**WHAT YOU NEED TO DO**: Pull each line with the string "comes" from the entries.

**PROVIDED DATA**:
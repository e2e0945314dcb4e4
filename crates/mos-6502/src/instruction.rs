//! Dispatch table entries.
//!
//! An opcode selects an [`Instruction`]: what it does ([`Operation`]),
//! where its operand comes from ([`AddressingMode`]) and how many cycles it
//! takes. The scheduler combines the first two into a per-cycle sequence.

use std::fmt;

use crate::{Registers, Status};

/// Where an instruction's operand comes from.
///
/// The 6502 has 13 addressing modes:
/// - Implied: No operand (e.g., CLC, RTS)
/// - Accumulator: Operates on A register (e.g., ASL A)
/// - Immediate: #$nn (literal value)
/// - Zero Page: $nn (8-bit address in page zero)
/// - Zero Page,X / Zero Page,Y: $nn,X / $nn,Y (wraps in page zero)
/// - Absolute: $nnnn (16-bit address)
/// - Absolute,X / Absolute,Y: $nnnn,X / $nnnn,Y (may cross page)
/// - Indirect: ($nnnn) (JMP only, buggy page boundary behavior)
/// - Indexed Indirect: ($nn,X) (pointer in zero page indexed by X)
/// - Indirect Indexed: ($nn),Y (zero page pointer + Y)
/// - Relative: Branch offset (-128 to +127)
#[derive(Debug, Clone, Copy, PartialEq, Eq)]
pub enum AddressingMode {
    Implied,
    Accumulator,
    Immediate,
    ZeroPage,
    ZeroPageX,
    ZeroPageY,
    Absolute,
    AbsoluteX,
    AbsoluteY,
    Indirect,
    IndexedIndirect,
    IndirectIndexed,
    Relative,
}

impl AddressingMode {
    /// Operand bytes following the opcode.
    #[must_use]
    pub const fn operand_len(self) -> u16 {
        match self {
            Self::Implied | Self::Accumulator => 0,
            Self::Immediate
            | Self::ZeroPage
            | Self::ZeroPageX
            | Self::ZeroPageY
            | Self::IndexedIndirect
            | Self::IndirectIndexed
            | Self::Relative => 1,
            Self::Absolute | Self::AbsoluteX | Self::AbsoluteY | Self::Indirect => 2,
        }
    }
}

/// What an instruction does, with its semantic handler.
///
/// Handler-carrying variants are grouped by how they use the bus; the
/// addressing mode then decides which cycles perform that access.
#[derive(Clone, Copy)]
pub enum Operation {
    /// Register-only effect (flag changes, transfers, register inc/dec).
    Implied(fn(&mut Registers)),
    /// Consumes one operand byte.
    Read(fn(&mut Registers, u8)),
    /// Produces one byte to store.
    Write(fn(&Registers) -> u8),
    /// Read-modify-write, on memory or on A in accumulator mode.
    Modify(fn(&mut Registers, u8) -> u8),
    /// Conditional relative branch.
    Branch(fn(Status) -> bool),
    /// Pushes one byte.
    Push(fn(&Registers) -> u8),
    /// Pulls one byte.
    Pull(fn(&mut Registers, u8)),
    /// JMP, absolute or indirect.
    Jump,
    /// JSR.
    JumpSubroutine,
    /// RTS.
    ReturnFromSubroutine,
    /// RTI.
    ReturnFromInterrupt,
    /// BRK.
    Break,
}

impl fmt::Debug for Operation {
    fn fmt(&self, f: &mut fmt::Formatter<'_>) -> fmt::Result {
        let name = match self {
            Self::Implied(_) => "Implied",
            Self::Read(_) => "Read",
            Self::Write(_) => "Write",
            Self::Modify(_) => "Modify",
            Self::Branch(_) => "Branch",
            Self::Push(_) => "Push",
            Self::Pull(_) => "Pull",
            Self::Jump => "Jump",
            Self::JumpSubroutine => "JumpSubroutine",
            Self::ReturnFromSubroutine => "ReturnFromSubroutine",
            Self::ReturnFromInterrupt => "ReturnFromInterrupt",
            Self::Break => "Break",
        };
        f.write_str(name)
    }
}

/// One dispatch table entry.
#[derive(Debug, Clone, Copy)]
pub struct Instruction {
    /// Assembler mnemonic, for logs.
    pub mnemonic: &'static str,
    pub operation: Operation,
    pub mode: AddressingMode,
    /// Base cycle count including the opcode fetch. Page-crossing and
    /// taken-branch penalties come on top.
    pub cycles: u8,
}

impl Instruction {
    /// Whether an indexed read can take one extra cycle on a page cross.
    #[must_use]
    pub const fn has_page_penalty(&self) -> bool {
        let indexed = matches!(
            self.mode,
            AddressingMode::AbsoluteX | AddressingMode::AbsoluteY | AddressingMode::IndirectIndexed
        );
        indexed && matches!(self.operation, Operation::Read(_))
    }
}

---

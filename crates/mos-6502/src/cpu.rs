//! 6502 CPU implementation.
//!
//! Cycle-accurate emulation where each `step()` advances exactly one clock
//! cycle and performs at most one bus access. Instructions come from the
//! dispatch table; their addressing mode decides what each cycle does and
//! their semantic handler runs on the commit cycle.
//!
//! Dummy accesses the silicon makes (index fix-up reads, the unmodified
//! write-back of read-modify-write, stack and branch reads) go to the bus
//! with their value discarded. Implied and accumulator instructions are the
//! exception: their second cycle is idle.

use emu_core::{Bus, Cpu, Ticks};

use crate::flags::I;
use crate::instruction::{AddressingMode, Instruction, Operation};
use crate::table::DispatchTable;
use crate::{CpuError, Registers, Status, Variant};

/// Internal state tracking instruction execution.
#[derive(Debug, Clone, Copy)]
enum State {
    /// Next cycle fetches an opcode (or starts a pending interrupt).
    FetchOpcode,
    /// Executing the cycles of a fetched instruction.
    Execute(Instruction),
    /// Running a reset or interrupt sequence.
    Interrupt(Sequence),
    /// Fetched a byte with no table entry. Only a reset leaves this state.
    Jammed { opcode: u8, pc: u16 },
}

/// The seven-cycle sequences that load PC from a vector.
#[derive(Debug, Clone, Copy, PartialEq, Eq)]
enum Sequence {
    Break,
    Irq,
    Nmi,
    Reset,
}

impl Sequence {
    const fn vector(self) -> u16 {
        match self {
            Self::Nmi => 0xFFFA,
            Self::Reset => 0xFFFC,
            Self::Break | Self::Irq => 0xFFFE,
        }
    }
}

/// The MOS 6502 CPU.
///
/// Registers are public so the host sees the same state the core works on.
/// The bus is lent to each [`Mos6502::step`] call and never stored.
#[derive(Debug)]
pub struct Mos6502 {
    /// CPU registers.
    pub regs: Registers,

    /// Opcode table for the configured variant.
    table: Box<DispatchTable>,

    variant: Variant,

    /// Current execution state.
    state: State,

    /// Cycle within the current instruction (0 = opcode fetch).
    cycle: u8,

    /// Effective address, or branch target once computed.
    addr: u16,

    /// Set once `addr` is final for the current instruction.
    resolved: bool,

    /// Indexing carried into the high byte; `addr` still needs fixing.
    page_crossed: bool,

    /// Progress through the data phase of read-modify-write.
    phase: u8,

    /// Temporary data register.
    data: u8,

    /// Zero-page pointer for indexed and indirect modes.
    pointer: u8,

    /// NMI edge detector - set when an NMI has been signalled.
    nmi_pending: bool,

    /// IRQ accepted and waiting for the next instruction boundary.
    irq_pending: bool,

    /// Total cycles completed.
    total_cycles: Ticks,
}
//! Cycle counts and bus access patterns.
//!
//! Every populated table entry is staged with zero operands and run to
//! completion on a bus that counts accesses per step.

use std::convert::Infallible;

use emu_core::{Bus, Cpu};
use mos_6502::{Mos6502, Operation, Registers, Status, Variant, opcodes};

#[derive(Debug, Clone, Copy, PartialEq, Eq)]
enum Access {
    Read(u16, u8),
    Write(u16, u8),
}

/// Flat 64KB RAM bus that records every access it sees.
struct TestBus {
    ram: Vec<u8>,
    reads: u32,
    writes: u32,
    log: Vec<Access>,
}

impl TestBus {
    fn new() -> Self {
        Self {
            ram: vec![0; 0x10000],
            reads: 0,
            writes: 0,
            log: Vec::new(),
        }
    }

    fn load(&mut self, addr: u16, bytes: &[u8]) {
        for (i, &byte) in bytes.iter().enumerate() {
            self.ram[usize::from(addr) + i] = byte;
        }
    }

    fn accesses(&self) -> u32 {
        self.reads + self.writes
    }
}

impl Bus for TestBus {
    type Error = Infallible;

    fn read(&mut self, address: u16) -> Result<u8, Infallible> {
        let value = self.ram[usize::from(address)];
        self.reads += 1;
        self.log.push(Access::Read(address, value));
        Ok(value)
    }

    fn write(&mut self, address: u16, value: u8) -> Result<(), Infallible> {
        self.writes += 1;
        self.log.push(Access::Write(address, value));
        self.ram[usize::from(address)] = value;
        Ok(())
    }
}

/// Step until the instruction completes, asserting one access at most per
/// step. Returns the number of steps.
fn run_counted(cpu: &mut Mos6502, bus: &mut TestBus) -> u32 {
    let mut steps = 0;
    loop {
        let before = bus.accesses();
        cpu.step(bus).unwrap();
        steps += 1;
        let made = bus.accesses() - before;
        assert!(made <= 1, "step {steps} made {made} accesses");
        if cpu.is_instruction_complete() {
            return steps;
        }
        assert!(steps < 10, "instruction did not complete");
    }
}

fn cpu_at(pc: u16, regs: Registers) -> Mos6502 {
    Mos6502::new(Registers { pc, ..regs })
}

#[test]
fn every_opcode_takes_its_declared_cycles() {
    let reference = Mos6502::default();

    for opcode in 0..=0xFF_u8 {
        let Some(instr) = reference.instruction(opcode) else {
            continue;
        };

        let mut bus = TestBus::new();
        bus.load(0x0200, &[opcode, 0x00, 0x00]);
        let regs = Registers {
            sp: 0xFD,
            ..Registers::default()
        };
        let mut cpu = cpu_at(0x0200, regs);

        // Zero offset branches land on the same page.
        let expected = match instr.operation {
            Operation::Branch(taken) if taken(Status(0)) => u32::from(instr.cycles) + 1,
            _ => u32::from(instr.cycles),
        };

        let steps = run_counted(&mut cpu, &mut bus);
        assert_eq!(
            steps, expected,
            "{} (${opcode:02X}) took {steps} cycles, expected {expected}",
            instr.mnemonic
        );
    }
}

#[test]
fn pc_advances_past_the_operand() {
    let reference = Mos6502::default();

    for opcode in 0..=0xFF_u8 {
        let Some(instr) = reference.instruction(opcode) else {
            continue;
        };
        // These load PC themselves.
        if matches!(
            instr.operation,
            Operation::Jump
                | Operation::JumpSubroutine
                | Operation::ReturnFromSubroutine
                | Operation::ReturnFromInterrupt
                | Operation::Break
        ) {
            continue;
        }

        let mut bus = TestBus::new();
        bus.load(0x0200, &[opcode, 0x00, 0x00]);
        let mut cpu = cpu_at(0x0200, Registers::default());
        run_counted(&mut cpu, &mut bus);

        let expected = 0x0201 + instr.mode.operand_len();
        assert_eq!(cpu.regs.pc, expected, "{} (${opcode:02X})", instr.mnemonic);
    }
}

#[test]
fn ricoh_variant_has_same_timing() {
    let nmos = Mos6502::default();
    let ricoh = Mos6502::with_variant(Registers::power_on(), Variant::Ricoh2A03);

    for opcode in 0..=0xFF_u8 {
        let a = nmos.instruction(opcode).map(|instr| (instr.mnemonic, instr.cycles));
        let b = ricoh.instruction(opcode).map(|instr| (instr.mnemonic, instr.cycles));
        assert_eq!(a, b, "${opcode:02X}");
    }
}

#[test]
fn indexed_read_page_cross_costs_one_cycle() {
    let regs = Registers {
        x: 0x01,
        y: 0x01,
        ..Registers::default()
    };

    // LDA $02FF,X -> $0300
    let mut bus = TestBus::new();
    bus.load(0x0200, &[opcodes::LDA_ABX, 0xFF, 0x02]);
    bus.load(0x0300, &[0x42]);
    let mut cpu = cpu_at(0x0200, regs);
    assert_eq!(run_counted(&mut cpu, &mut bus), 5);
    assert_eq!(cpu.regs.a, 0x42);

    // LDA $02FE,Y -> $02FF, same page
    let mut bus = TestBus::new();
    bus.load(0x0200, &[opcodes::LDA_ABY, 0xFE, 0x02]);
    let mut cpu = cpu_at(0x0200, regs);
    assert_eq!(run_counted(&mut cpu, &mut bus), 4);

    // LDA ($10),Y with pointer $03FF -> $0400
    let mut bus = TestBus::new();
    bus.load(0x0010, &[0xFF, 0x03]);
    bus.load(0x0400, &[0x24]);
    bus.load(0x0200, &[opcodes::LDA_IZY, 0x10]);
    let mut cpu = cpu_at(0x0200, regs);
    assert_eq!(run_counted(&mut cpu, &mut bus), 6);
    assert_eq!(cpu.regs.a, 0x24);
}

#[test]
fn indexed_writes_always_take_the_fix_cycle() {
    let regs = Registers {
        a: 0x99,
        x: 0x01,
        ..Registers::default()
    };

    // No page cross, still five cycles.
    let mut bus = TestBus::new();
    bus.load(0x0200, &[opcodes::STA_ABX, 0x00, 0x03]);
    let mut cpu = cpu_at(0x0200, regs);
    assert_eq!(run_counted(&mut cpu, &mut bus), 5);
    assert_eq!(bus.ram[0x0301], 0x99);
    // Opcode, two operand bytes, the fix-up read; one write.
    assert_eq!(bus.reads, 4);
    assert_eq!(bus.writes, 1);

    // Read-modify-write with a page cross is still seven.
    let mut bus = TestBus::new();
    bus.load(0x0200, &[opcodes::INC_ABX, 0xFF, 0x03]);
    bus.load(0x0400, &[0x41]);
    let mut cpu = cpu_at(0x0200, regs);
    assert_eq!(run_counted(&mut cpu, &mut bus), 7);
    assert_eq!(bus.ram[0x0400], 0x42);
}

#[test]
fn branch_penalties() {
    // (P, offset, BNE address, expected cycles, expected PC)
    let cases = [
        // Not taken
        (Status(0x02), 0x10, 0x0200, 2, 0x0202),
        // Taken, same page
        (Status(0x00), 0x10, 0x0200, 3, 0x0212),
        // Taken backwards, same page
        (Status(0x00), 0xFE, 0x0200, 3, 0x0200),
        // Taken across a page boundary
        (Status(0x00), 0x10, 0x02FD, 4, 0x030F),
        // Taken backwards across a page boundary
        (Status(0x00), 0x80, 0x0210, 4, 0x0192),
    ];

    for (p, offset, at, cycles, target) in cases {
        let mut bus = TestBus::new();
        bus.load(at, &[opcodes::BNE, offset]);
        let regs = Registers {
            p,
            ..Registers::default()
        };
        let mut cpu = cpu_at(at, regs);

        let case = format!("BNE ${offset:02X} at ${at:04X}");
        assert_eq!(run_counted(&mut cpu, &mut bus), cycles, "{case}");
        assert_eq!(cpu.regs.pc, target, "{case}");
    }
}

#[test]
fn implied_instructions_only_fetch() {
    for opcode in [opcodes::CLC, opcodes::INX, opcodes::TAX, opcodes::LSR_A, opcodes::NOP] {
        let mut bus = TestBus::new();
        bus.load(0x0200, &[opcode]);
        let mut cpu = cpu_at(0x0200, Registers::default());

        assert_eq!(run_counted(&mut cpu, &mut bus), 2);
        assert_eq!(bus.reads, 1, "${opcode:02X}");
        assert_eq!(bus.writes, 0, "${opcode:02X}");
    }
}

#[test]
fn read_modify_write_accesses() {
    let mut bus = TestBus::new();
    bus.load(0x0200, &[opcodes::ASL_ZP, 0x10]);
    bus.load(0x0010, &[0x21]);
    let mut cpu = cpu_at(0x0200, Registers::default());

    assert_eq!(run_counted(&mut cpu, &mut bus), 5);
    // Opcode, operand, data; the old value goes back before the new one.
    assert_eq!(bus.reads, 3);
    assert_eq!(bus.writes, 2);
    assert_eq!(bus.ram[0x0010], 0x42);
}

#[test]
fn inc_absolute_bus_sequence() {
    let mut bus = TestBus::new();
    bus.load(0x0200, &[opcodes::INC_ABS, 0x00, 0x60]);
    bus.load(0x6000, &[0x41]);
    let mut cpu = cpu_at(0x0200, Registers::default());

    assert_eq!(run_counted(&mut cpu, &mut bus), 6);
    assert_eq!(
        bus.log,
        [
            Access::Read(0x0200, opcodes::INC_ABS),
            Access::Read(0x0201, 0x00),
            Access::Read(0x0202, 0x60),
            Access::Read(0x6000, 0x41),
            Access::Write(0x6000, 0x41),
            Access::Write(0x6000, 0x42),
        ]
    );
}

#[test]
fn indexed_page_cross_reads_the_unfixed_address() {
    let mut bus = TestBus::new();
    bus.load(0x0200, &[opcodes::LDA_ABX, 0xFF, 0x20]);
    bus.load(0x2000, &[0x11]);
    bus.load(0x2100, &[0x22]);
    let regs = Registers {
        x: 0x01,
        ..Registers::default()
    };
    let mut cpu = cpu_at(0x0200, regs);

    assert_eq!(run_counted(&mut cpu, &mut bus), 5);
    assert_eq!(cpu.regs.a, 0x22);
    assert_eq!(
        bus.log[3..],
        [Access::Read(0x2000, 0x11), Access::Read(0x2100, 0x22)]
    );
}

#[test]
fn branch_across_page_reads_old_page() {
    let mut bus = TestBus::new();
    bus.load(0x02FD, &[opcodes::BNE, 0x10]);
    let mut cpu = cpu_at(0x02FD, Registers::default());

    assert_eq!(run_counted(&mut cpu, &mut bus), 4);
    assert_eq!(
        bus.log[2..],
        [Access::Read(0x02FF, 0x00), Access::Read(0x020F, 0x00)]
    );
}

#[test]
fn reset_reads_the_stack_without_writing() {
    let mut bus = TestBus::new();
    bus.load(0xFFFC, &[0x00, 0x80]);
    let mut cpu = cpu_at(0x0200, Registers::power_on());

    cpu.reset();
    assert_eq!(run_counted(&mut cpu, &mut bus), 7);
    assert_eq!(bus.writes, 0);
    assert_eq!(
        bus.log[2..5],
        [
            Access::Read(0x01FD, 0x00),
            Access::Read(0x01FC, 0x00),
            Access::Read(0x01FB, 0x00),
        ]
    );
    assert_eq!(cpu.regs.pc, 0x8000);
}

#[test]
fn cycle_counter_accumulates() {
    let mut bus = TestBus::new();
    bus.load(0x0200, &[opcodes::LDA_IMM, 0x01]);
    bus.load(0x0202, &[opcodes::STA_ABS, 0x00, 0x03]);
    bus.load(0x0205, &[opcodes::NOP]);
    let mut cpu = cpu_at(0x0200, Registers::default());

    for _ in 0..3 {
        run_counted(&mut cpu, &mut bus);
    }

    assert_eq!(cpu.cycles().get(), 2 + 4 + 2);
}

**RESPONSE TO THIS EXERCISE**:
//! where its operand comes from ([`AddressingMode`]) and how many cycles it
/// Where an instruction's operand comes from.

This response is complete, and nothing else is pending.